*REQUIREMENT*
Exact repetition of every entry is required.

*MATERIALS PROVIDED*

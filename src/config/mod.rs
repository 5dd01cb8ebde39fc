//! Configuration loading

use anyhow::{Context, Result};
use directories::ProjectDirs;
use serde::{Deserialize, Serialize};
use std::fs;
use std::path::PathBuf;

use crate::auth::ClientCredentials;

const ENV_CLIENT_ID: &str = "SPOTIFY_CLIENT_ID";
const ENV_CLIENT_SECRET: &str = "SPOTIFY_CLIENT_SECRET";

/// Application configuration
#[derive(Debug, Clone, Serialize, Deserialize)]
#[serde(default)]
pub struct Config {
    /// OAuth client ID (overridden by `SPOTIFY_CLIENT_ID`)
    pub client_id: Option<String>,
    /// OAuth client secret (overridden by `SPOTIFY_CLIENT_SECRET`)
    pub client_secret: Option<String>,
    /// Market passed to catalog requests
    pub market: String,
    /// Accounts service base URL (token endpoint lives at `/api/token`)
    pub accounts_url: String,
    /// Catalog API base URL
    pub api_url: String,
    /// Search queries merged for the featured list
    pub featured_queries: Vec<String>,
    /// Store file location; defaults to the platform data directory
    pub store_path: Option<PathBuf>,
}

impl Default for Config {
    fn default() -> Self {
        Self {
            client_id: None,
            client_secret: None,
            market: "TR".to_string(),
            accounts_url: "https://accounts.spotify.com".to_string(),
            api_url: "https://api.spotify.com/v1".to_string(),
            featured_queries: vec![
                "top hits 2026".to_string(),
                "popular music playlist".to_string(),
                "trending playlist türkiye".to_string(),
            ],
            store_path: None,
        }
    }
}

impl Config {
    fn project_dirs() -> Result<ProjectDirs> {
        ProjectDirs::from("com", "playlist-hub", "playlist-hub")
            .context("Could not determine config directory")
    }

    /// Get config file path
    fn config_path() -> Result<PathBuf> {
        Ok(Self::project_dirs()?.config_dir().join("config.toml"))
    }

    /// Load configuration from disk, then apply environment overrides.
    pub fn load() -> Result<Self> {
        let path = Self::config_path()?;

        let mut config = if path.exists() {
            let content = fs::read_to_string(&path).context("Failed to read config file")?;
            Self::parse(&content)?
        } else {
            Self::default()
        };

        config.apply_env(|key| std::env::var(key).ok());
        Ok(config)
    }

    fn parse(content: &str) -> Result<Self> {
        toml::from_str(content).context("Failed to parse config file")
    }

    fn apply_env(&mut self, var: impl Fn(&str) -> Option<String>) {
        if let Some(id) = var(ENV_CLIENT_ID).filter(|v| !v.is_empty()) {
            self.client_id = Some(id);
        }
        if let Some(secret) = var(ENV_CLIENT_SECRET).filter(|v| !v.is_empty()) {
            self.client_secret = Some(secret);
        }
    }

    /// Client credentials for the token endpoint.
    pub fn client_credentials(&self) -> Result<ClientCredentials> {
        let client_id = self.client_id.clone().with_context(|| {
            format!(
                "Missing client ID. Set {} or client_id in config.toml",
                ENV_CLIENT_ID
            )
        })?;
        let client_secret = self.client_secret.clone().with_context(|| {
            format!(
                "Missing client secret. Set {} or client_secret in config.toml",
                ENV_CLIENT_SECRET
            )
        })?;
        Ok(ClientCredentials {
            client_id,
            client_secret,
        })
    }

    /// Store file path, from config or the platform data directory.
    pub fn store_path(&self) -> Result<PathBuf> {
        match self.store_path {
            Some(ref path) => Ok(path.clone()),
            None => Ok(Self::project_dirs()?.data_dir().join("store.toml")),
        }
    }
}

#[cfg(test)]
mod tests {
    use super::*;

    #[test]
    fn test_partial_file_keeps_defaults() {
        let config = Config::parse("market = \"US\"\n").unwrap();
        assert_eq!(config.market, "US");
        assert_eq!(config.api_url, "https://api.spotify.com/v1");
        assert_eq!(config.featured_queries.len(), 3);
    }

    #[test]
    fn test_env_overrides_file() {
        let mut config =
            Config::parse("client_id = \"file-id\"\nclient_secret = \"file-secret\"\n").unwrap();
        config.apply_env(|key| match key {
            ENV_CLIENT_ID => Some("env-id".to_string()),
            ENV_CLIENT_SECRET => Some(String::new()),
            _ => None,
        });

        let creds = config.client_credentials().unwrap();
        assert_eq!(creds.client_id, "env-id");
        assert_eq!(creds.client_secret, "file-secret");
    }

    #[test]
    fn test_missing_credentials_is_error() {
        let config = Config::default();
        let err = config.client_credentials().unwrap_err();
        assert!(format!("{:#}", err).contains(ENV_CLIENT_ID));
    }

    #[test]
    fn test_explicit_store_path() {
        let config = Config::parse("store_path = \"/tmp/hub/store.toml\"\n").unwrap();
        assert_eq!(
            config.store_path().unwrap(),
            PathBuf::from("/tmp/hub/store.toml")
        );
    }
}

*RESULT FOR THIS TASK*
filename src/config/mod.rs
repository 5dd01cb8ebde39fc
//! Configuration loading

use anyhow::{Context, Result};
use directories::ProjectDirs;
use serde::{Deserialize, Serialize};
use std::fs;
use std::path::PathBuf;

use crate::auth::ClientCredentials;

const ENV_CLIENT_ID: &str = "SPOTIFY_CLIENT_ID";
const ENV_CLIENT_SECRET: &str = "SPOTIFY_CLIENT_SECRET";

/// Application configuration
#[derive(Debug, Clone, Serialize, Deserialize)]
#[serde(default)]
pub struct Config {
    /// OAuth client ID (overridden by `SPOTIFY_CLIENT_ID`)
    pub client_id: Option<String>,
    /// OAuth client secret (overridden by `SPOTIFY_CLIENT_SECRET`)
    pub client_secret: Option<String>,
    /// Market passed to catalog requests
    pub market: String,
    /// Accounts service base URL (token endpoint lives at `/api/token`)
    pub accounts_url: String,
    /// Catalog API base URL
    pub api_url: String,
    /// Search queries merged for the featured list
    pub featured_queries: Vec<String>,
    /// Store file location; defaults to the platform data directory
    pub store_path: Option<PathBuf>,
}

impl Default for Config {
    fn default() -> Self {
        Self {
            client_id: None,
            client_secret: None,
            market: "TR".to_string(),
            accounts_url: "https://accounts.spotify.com".to_string(),
            api_url: "https://api.spotify.com/v1".to_string(),
            featured_queries: vec![
                "top hits 2026".to_string(),
                "popular music playlist".to_string(),
                "trending playlist türkiye".to_string(),
            ],
            store_path: None,
        }
    }
}

impl Config {
    fn project_dirs() -> Result<ProjectDirs> {
        ProjectDirs::from("com", "playlist-hub", "playlist-hub")
            .context("Could not determine config directory")
    }

    /// Get config file path
    fn config_path() -> Result<PathBuf> {
        Ok(Self::project_dirs()?.config_dir().join("config.toml"))
    }

    /// Load configuration from disk, then apply environment overrides.
    pub fn load() -> Result<Self> {
        let path = Self::config_path()?;

        let mut config = if path.exists() {
            let content = fs::read_to_string(&path).context("Failed to read config file")?;
            Self::parse(&content)?
        } else {
            Self::default()
        };

        config.apply_env(|key| std::env::var(key).ok());
        Ok(config)
    }

    fn parse(content: &str) -> Result<Self> {
        toml::from_str(content).context("Failed to parse config file")
    }

    fn apply_env(&mut self, var: impl Fn(&str) -> Option<String>) {
        if let Some(id) = var(ENV_CLIENT_ID).filter(|v| !v.is_empty()) {
            self.client_id = Some(id);
        }
        if let Some(secret) = var(ENV_CLIENT_SECRET).filter(|v| !v.is_empty()) {
            self.client_secret = Some(secret);
        }
    }

    /// Client credentials for the token endpoint.
    pub fn client_credentials(&self) -> Result<ClientCredentials> {
        let client_id = self.client_id.clone().with_context(|| {
            format!(
                "Missing client ID. Set {} or client_id in config.toml",
                ENV_CLIENT_ID
            )
        })?;
        let client_secret = self.client_secret.clone().with_context(|| {
            format!(
                "Missing client secret. Set {} or client_secret in config.toml",
                ENV_CLIENT_SECRET
            )
        })?;
        Ok(ClientCredentials {
            client_id,
            client_secret,
        })
    }

    /// Store file path, from config or the platform data directory.
    pub fn store_path(&self) -> Result<PathBuf> {
        match self.store_path {
            Some(ref path) => Ok(path.clone()),
            None => Ok(Self::project_dirs()?.data_dir().join("store.toml")),
        }
    }
}

#[cfg(test)]
mod tests {
    use super::*;

    #[test]
    fn test_partial_file_keeps_defaults() {
        let config = Config::parse("market = \"US\"\n").unwrap();
        assert_eq!(config.market, "US");
        assert_eq!(config.api_url, "https://api.spotify.com/v1");
        assert_eq!(config.featured_queries.len(), 3);
    }

    #[test]
    fn test_env_overrides_file() {
        let mut config =
            Config::parse("client_id = \"file-id\"\nclient_secret = \"file-secret\"\n").unwrap();
        config.apply_env(|key| match key {
            ENV_CLIENT_ID => Some("env-id".to_string()),
            ENV_CLIENT_SECRET => Some(String::new()),
            _ => None,
        });

        let creds = config.client_credentials().unwrap();
        assert_eq!(creds.client_id, "env-id");
        assert_eq!(creds.client_secret, "file-secret");
    }

    #[test]
    fn test_missing_credentials_is_error() {
        let config = Config::default();
        let err = config.client_credentials().unwrap_err();
        assert!(format!("{:#}", err).contains(ENV_CLIENT_ID));
    }

    #[test]
    fn test_explicit_store_path() {
        let config = Config::parse("store_path = \"/tmp/hub/store.toml\"\n").unwrap();
        assert_eq!(
            config.store_path().unwrap(),
            PathBuf::from("/tmp/hub/store.toml")
        );
    }
}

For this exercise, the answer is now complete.